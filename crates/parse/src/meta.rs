//! Best-effort merchant name, transaction date and payment method.

use std::sync::OnceLock;

use chrono::{NaiveDate, NaiveTime};
use larder_core::PaymentMethod;
use regex::Regex;

use crate::classify::Classification;
use crate::config::DateOrder;
use crate::layout::ReceiptLine;
use crate::rules::LineRuleEngine;

re!(re_iso_date, r"\b(\d{4})-(\d{1,2})-(\d{1,2})\b");
re!(re_day_month_name, r"\b(\d{1,2})[\s-]([A-Za-z]{3,9})\.?[\s-](\d{2,4})\b");
re!(re_month_name_day, r"\b([A-Za-z]{3,9})\.?\s+(\d{1,2}),?\s+(\d{4})\b");
re!(re_numeric_date, r"\b(\d{1,2})[/.-](\d{1,2})[/.-](\d{2,4})\b");
re!(re_time, r"\b(\d{1,2}):(\d{2})(?::(\d{2}))?(?:\s*([AaPp])\.?[Mm]\.?)?");
re!(re_payment,
    r"(?i)\b(visa|master\s*card|amex|american\s+express|discover|credit|debit|cash|check|cheque|paypal)\b");
re!(re_check_number, r"(?i)^\s*(?:#|no\b)");

const MONTHS: [&str; 12] = [
    "january", "february", "march", "april", "may", "june", "july", "august", "september",
    "october", "november", "december",
];

/// A date found on a line, with the time printed after it if any.
#[derive(Debug, Clone, Copy, PartialEq, Eq)]
pub struct FoundDate {
    pub date: NaiveDate,
    pub time: Option<NaiveTime>,
}

fn month_number(word: &str) -> Option<u32> {
    let word = word.to_lowercase();
    if word.len() < 3 {
        return None;
    }
    MONTHS
        .iter()
        .position(|m| m.starts_with(&word))
        .map(|idx| idx as u32 + 1)
}

fn expand_year(raw: &str) -> Option<i32> {
    let year: i32 = raw.parse().ok()?;
    match raw.len() {
        2 if year < 70 => Some(2000 + year),
        2 => Some(1900 + year),
        4 => Some(year),
        _ => None,
    }
}

/// Day and month from two numeric fields. A field above 12 can only be the
/// day; otherwise the configured order decides.
fn day_month(first: u32, second: u32, order: DateOrder) -> (u32, u32) {
    if first > 12 {
        (first, second)
    } else if second > 12 {
        (second, first)
    } else {
        match order {
            DateOrder::DayFirst => (first, second),
            DateOrder::MonthFirst => (second, first),
        }
    }
}

/// First valid date on `text`, most specific pattern first, and where it ends.
fn date_in(text: &str, order: DateOrder) -> Option<(NaiveDate, usize)> {
    for caps in re_iso_date().captures_iter(text) {
        let (Ok(year), Ok(month), Ok(day)) = (caps[1].parse(), caps[2].parse(), caps[3].parse()) else {
            continue;
        };
        if let Some(date) = NaiveDate::from_ymd_opt(year, month, day) {
            return Some((date, caps.get(0)?.end()));
        }
    }
    for caps in re_day_month_name().captures_iter(text) {
        let (Some(month), Some(year)) = (month_number(&caps[2]), expand_year(&caps[3])) else {
            continue;
        };
        if let Some(date) = NaiveDate::from_ymd_opt(year, month, caps[1].parse().ok()?) {
            return Some((date, caps.get(0)?.end()));
        }
    }
    for caps in re_month_name_day().captures_iter(text) {
        let (Some(month), Some(year)) = (month_number(&caps[1]), expand_year(&caps[3])) else {
            continue;
        };
        if let Some(date) = NaiveDate::from_ymd_opt(year, month, caps[2].parse().ok()?) {
            return Some((date, caps.get(0)?.end()));
        }
    }
    for caps in re_numeric_date().captures_iter(text) {
        let Some(year) = expand_year(&caps[3]) else {
            continue;
        };
        let (day, month) = day_month(caps[1].parse().ok()?, caps[2].parse().ok()?, order);
        if let Some(date) = NaiveDate::from_ymd_opt(year, month, day) {
            return Some((date, caps.get(0)?.end()));
        }
    }
    None
}

fn time_in(text: &str) -> Option<NaiveTime> {
    let caps = re_time().captures(text)?;
    let mut hour: u32 = caps[1].parse().ok()?;
    let minute: u32 = caps[2].parse().ok()?;
    let second: u32 = caps.get(3).map_or(Ok(0), |s| s.as_str().parse()).ok()?;
    if let Some(meridiem) = caps.get(4) {
        let pm = meridiem.as_str().eq_ignore_ascii_case("p");
        hour = match (hour, pm) {
            (12, false) => 0,
            (12, true) => 12,
            (h, true) => h + 12,
            (h, false) => h,
        };
    }
    NaiveTime::from_hms_opt(hour, minute, second)
}

/// Parse the first date on a single line, with an optional trailing time.
pub fn parse_date(text: &str, order: DateOrder) -> Option<FoundDate> {
    let (date, end) = date_in(text, order)?;
    Some(FoundDate { date, time: time_in(&text[end..]) })
}

/// The first date printed anywhere on the receipt.
pub fn extract_date(lines: &[ReceiptLine], order: DateOrder) -> Option<FoundDate> {
    lines.iter().find_map(|line| parse_date(&line.raw_text, order))
}

/// The first plausible store name among the leading `window` lines.
///
/// Candidates need two letters, no price, no indentation, no definite noise
/// rule (phone, address, totals, greetings…) and no date.
pub fn extract_merchant(
    lines: &[ReceiptLine],
    rules: &LineRuleEngine,
    window: usize,
    order: DateOrder,
) -> Option<String> {
    lines
        .iter()
        .take(window)
        .find(|line| {
            let text = line.raw_text.trim();
            text.chars().filter(|c| c.is_alphabetic()).count() >= 2
                && !line.has_price
                && line.indent_level == 0
                && rules.find_definite(text, line.has_price).is_none()
                && date_in(text, order).is_none()
        })
        .map(|line| line.raw_text.trim().to_string())
}

/// The tender named on the receipt's noise lines.
///
/// A card brand or other specific tender beats a bare `CREDIT`, wherever
/// the two appear; otherwise the first mention wins.
pub fn extract_payment(lines: &[ReceiptLine], classes: &[Classification]) -> Option<PaymentMethod> {
    let mut found: Option<PaymentMethod> = None;
    for (line, class) in lines.iter().zip(classes) {
        if !class.role.is_noise() {
            continue;
        }
        for m in re_payment().find_iter(&line.raw_text) {
            // "CHECK #12" is a table ticket, not a tender.
            let word = m.as_str().to_lowercase();
            if word == "check" && re_check_number().is_match(&line.raw_text[m.end()..]) {
                continue;
            }
            let method = PaymentMethod::from_name(m.as_str());
            match &found {
                None => found = Some(method),
                Some(current) if current.is_generic() && !method.is_generic() => {
                    found = Some(method);
                }
                Some(_) => {}
            }
        }
        if found.as_ref().is_some_and(|m| !m.is_generic()) {
            break;
        }
    }
    if let Some(method) = &found {
        tracing::debug!(%method, "payment method");
    }
    found
}

#[cfg(test)]
mod tests {
    use super::*;
    use crate::classify::classify_all;
    use crate::layout::split_lines;
    use larder_core::LayoutFormat;

    fn date(y: i32, m: u32, d: u32) -> NaiveDate {
        NaiveDate::from_ymd_opt(y, m, d).unwrap()
    }

    fn parse(text: &str) -> Option<NaiveDate> {
        parse_date(text, DateOrder::DayFirst).map(|f| f.date)
    }

    #[test]
    fn textual_month_with_time() {
        let found = parse_date("20-May-18 22:55", DateOrder::DayFirst).unwrap();
        assert_eq!(found.date, date(2018, 5, 20));
        assert_eq!(found.time, NaiveTime::from_hms_opt(22, 55, 0));
    }

    #[test]
    fn date_formats() {
        assert_eq!(parse("2021-03-04"), Some(date(2021, 3, 4)));
        assert_eq!(parse("Date: May 11, 2019"), Some(date(2019, 5, 11)));
        assert_eq!(parse("11 Sept 2019"), Some(date(2019, 9, 11)));
        assert_eq!(parse("05/11/19"), Some(date(2019, 11, 5)));
        assert_eq!(parse("01.05.2019"), Some(date(2019, 5, 1)));
        assert_eq!(parse("12/31/99"), Some(date(1999, 12, 31)));
        assert_eq!(parse("2 Burritos EVM 6.99"), None);
        assert_eq!(parse("32/13/20"), None);
    }

    #[test]
    fn month_first_order() {
        let found = parse_date("03/04/2021", DateOrder::MonthFirst).unwrap();
        assert_eq!(found.date, date(2021, 3, 4));
        let found = parse_date("25/04/2021", DateOrder::MonthFirst).unwrap();
        assert_eq!(found.date, date(2021, 4, 25));
    }

    #[test]
    fn twelve_hour_clock() {
        let found = parse_date("04/05/2021 08:13:56 PM", DateOrder::DayFirst).unwrap();
        assert_eq!(found.time, NaiveTime::from_hms_opt(20, 13, 56));
        let found = parse_date("04/05/2021 12:05 am", DateOrder::DayFirst).unwrap();
        assert_eq!(found.time, NaiveTime::from_hms_opt(0, 5, 0));
    }

    #[test]
    fn merchant_skips_address_and_dates() {
        let rules = LineRuleEngine::with_defaults();
        let lines = split_lines("LOREM SHOP\n123 ANYWHERE ST\n\n1: 0275 Ut wisi enim    2.99");
        assert_eq!(
            extract_merchant(&lines, &rules, 6, DateOrder::DayFirst).as_deref(),
            Some("LOREM SHOP")
        );

        let lines = split_lines("20-May-18 22:55\n(555) 123-4567\nCORNER DELI\nBagel   2.50");
        assert_eq!(
            extract_merchant(&lines, &rules, 6, DateOrder::DayFirst).as_deref(),
            Some("CORNER DELI")
        );
    }

    #[test]
    fn merchant_window_is_bounded() {
        let rules = LineRuleEngine::with_defaults();
        let lines = split_lines("485\nKS# 4      08:13:56 AM\nQTY ITEM                        TOTAL\nGROCER");
        assert_eq!(extract_merchant(&lines, &rules, 3, DateOrder::DayFirst), None);
        assert_eq!(
            extract_merchant(&lines, &rules, 4, DateOrder::DayFirst).as_deref(),
            Some("GROCER")
        );
    }

    fn payment_of(text: &str) -> Option<PaymentMethod> {
        let rules = LineRuleEngine::with_defaults();
        let lines = split_lines(text);
        let classes = classify_all(&lines, LayoutFormat::Hierarchical, &rules);
        extract_payment(&lines, &classes)
    }

    #[test]
    fn payment_method_from_tender_lines() {
        assert_eq!(payment_of("Bagel   2.50\nVISA ************1234\nTOTAL   2.50"), Some(PaymentMethod::Visa));
        assert_eq!(payment_of("Bagel   2.50\nCREDIT CARD   13.84"), Some(PaymentMethod::Credit));
        assert_eq!(payment_of("Bagel   2.50\nAMERICAN EXPRESS   2.50"), Some(PaymentMethod::Amex));
        assert_eq!(payment_of("Bagel   2.50\nTOTAL   2.50"), None);
    }

    #[test]
    fn card_brand_beats_generic_credit() {
        assert_eq!(
            payment_of("CREDIT CARD   13.84\nMASTERCARD ****5678"),
            Some(PaymentMethod::Mastercard)
        );
    }

    #[test]
    fn check_number_is_not_a_tender() {
        assert_eq!(payment_of("CHECK #12\nBagel   2.50\nCASH   20.00"), Some(PaymentMethod::Cash));
    }
}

--- --- ---

**What is expected:**
Look through the material for "word". Copy each line that has it.

**Final answer:**
fn month_number(word: &str) -> Option<u32> {
    let word = word.to_lowercase();
    if word.len() < 3 {
        .position(|m| m.starts_with(&word))
            let word = m.as_str().to_lowercase();
            if word == "check" && re_check_number().is_match(&line.raw_text[m.end()..]) {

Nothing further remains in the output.